Start of Available data

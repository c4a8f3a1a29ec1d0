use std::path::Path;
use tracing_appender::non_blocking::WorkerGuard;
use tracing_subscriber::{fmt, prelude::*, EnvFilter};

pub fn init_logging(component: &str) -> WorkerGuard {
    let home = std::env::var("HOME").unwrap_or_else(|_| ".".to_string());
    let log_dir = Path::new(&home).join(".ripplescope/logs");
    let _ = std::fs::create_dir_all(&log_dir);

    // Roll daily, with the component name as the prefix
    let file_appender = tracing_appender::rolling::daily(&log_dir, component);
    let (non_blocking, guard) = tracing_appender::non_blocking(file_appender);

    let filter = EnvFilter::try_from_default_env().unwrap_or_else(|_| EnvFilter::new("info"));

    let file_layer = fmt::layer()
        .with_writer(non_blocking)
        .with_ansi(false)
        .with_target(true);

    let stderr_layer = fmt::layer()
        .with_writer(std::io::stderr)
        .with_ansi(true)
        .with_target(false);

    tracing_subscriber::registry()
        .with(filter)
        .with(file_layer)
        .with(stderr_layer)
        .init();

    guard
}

End of Available data
Start of Available data

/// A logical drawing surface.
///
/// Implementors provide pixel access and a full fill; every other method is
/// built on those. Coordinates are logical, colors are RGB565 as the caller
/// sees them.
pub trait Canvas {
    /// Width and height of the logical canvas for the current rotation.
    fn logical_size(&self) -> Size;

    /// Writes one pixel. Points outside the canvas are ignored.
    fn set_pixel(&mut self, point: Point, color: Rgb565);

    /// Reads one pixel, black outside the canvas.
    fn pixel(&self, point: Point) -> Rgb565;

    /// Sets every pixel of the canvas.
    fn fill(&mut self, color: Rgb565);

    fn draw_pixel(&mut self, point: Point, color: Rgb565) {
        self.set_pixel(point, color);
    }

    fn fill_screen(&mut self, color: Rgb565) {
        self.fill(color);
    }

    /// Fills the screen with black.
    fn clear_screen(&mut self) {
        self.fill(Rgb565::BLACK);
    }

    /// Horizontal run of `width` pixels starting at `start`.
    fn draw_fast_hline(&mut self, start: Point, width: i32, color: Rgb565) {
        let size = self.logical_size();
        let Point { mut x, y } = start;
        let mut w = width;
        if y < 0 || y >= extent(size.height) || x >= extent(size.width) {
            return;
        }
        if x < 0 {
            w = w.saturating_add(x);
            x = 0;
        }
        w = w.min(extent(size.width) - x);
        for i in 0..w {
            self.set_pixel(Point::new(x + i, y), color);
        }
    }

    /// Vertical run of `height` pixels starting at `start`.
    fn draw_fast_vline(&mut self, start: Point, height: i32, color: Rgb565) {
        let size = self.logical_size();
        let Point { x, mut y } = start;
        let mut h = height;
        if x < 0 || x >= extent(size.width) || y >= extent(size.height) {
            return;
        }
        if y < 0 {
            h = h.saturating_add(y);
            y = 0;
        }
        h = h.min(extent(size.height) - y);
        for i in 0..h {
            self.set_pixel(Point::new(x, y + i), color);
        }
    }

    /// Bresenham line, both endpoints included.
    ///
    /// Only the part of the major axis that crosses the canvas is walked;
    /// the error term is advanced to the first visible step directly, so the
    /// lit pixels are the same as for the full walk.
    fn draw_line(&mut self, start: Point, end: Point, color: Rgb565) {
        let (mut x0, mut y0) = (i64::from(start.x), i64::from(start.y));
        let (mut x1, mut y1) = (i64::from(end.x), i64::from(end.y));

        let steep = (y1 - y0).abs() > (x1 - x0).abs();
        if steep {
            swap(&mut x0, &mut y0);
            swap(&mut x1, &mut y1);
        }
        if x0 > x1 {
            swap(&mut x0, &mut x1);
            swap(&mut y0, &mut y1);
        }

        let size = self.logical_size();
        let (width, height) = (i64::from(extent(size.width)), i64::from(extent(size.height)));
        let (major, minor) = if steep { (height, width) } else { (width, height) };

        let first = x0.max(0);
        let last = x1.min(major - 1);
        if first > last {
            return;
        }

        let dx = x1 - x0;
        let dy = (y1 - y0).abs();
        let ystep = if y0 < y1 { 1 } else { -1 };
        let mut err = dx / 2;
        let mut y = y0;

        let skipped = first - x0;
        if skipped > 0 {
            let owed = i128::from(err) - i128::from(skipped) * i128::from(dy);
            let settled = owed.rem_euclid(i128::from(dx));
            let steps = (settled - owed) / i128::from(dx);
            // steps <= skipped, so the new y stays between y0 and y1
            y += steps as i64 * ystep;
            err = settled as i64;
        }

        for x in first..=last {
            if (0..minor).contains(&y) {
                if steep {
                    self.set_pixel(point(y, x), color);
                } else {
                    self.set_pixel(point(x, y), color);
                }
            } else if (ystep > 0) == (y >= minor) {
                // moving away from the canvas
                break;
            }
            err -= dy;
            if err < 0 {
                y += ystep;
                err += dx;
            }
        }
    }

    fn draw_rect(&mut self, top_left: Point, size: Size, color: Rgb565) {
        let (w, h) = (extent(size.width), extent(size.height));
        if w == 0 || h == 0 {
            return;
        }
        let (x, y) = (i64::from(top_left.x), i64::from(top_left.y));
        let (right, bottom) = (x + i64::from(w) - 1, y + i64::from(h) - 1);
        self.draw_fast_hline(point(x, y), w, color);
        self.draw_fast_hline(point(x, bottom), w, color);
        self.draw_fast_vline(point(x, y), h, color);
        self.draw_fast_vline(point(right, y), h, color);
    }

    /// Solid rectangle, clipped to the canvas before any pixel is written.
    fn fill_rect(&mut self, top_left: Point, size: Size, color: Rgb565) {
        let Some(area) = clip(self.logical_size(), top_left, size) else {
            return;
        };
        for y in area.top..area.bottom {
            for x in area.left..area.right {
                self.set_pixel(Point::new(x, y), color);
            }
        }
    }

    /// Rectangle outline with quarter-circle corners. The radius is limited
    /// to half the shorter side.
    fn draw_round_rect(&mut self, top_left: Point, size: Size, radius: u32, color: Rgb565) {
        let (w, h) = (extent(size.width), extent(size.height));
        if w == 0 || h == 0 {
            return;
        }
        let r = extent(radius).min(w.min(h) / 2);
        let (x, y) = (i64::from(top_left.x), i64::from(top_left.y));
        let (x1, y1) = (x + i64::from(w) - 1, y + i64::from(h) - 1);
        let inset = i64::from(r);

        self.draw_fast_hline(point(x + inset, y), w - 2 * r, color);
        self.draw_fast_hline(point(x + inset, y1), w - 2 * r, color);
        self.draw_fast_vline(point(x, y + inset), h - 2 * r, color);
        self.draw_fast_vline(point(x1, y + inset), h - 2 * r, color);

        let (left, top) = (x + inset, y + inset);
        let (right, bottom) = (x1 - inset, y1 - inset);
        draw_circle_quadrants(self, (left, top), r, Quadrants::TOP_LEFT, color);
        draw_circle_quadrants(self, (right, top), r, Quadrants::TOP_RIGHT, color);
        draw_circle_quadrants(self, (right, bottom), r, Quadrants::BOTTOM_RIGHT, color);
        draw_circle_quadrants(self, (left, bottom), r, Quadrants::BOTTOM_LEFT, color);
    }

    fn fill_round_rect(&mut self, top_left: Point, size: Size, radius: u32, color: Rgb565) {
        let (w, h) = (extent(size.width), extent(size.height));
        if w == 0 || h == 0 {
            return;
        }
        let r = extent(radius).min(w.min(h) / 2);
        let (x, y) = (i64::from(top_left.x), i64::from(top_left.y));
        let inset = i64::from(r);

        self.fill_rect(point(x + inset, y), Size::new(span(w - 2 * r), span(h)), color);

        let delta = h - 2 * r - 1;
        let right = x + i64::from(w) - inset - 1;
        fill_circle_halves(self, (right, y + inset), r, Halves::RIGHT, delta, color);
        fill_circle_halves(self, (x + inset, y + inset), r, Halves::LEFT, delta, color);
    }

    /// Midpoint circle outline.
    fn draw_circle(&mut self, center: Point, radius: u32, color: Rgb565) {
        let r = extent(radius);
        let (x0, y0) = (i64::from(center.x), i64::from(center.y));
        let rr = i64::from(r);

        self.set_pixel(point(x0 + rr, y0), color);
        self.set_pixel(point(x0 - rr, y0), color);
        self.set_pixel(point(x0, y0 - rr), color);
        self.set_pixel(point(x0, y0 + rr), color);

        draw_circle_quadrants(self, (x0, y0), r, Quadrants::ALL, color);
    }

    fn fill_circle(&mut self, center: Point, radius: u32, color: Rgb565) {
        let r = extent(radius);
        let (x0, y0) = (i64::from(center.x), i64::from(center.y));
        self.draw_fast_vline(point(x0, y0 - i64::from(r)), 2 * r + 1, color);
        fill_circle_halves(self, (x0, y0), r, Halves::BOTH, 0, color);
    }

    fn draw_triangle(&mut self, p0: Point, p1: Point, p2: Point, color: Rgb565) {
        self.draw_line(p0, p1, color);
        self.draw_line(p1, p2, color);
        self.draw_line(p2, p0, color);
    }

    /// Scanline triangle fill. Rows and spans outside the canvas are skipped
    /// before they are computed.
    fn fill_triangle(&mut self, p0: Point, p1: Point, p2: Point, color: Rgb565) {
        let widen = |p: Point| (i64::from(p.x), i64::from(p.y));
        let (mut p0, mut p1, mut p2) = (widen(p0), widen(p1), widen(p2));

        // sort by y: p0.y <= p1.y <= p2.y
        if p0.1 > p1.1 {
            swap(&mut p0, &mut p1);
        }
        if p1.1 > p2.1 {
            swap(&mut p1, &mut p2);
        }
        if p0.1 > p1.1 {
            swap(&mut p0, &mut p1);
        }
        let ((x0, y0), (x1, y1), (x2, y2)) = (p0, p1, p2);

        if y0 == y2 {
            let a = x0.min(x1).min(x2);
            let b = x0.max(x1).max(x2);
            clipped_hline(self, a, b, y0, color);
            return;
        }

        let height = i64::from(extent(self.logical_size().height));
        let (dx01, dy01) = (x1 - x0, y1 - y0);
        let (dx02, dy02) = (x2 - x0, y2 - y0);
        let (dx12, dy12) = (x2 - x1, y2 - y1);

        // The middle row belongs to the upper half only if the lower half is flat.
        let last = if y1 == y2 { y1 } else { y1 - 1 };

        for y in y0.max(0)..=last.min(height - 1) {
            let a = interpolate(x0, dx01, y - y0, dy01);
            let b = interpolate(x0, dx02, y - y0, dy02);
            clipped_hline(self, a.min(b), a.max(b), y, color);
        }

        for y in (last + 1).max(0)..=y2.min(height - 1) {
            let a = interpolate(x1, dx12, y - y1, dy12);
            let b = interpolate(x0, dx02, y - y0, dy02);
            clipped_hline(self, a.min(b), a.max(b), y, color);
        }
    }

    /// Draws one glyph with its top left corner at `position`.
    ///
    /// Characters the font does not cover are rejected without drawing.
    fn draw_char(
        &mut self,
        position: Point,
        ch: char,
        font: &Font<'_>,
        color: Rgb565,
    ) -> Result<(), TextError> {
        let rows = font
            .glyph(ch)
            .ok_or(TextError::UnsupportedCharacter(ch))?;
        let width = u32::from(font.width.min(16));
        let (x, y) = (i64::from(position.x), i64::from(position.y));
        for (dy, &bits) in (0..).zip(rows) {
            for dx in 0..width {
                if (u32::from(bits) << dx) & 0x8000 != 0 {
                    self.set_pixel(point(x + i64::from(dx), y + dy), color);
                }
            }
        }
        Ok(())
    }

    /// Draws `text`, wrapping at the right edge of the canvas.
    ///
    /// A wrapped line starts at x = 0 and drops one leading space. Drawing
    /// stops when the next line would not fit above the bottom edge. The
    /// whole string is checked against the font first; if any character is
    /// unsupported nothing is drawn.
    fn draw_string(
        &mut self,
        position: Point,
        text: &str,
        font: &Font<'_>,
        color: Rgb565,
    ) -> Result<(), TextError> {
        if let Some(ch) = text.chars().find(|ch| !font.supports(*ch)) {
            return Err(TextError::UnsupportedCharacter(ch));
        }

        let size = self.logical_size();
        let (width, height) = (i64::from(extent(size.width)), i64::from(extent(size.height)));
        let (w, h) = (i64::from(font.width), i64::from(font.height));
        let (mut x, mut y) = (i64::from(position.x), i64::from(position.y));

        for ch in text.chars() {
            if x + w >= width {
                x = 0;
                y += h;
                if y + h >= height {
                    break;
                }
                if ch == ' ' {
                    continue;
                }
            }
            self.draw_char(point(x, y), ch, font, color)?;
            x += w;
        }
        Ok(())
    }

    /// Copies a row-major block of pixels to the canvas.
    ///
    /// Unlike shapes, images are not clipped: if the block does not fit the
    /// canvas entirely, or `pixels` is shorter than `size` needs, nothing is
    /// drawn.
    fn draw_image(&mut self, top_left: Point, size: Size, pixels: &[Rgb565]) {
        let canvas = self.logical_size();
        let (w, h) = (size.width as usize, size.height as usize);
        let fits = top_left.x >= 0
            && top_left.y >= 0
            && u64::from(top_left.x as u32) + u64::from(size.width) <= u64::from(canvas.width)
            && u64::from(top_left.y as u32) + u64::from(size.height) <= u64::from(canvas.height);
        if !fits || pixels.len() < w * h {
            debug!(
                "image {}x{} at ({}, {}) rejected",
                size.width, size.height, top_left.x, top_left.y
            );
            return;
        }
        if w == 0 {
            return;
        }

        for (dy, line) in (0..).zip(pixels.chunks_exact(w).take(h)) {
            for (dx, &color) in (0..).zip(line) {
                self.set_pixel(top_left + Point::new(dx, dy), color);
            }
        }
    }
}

End of Available data

_Problem description_: Write out, from the lines above, only those from the line with "let (major, minor)" to the line with "let skipped = first - x0;", exactly as given, including the first and the last.

_Exercise solution_:
        let (major, minor) = if steep { (height, width) } else { (width, height) };

        let first = x0.max(0);
        let last = x1.min(major - 1);
        if first > last {
            return;
        }

        let dx = x1 - x0;
        let dy = (y1 - y0).abs();
        let ystep = if y0 < y1 { 1 } else { -1 };
        let mut err = dx / 2;
        let mut y = y0;

        let skipped = first - x0;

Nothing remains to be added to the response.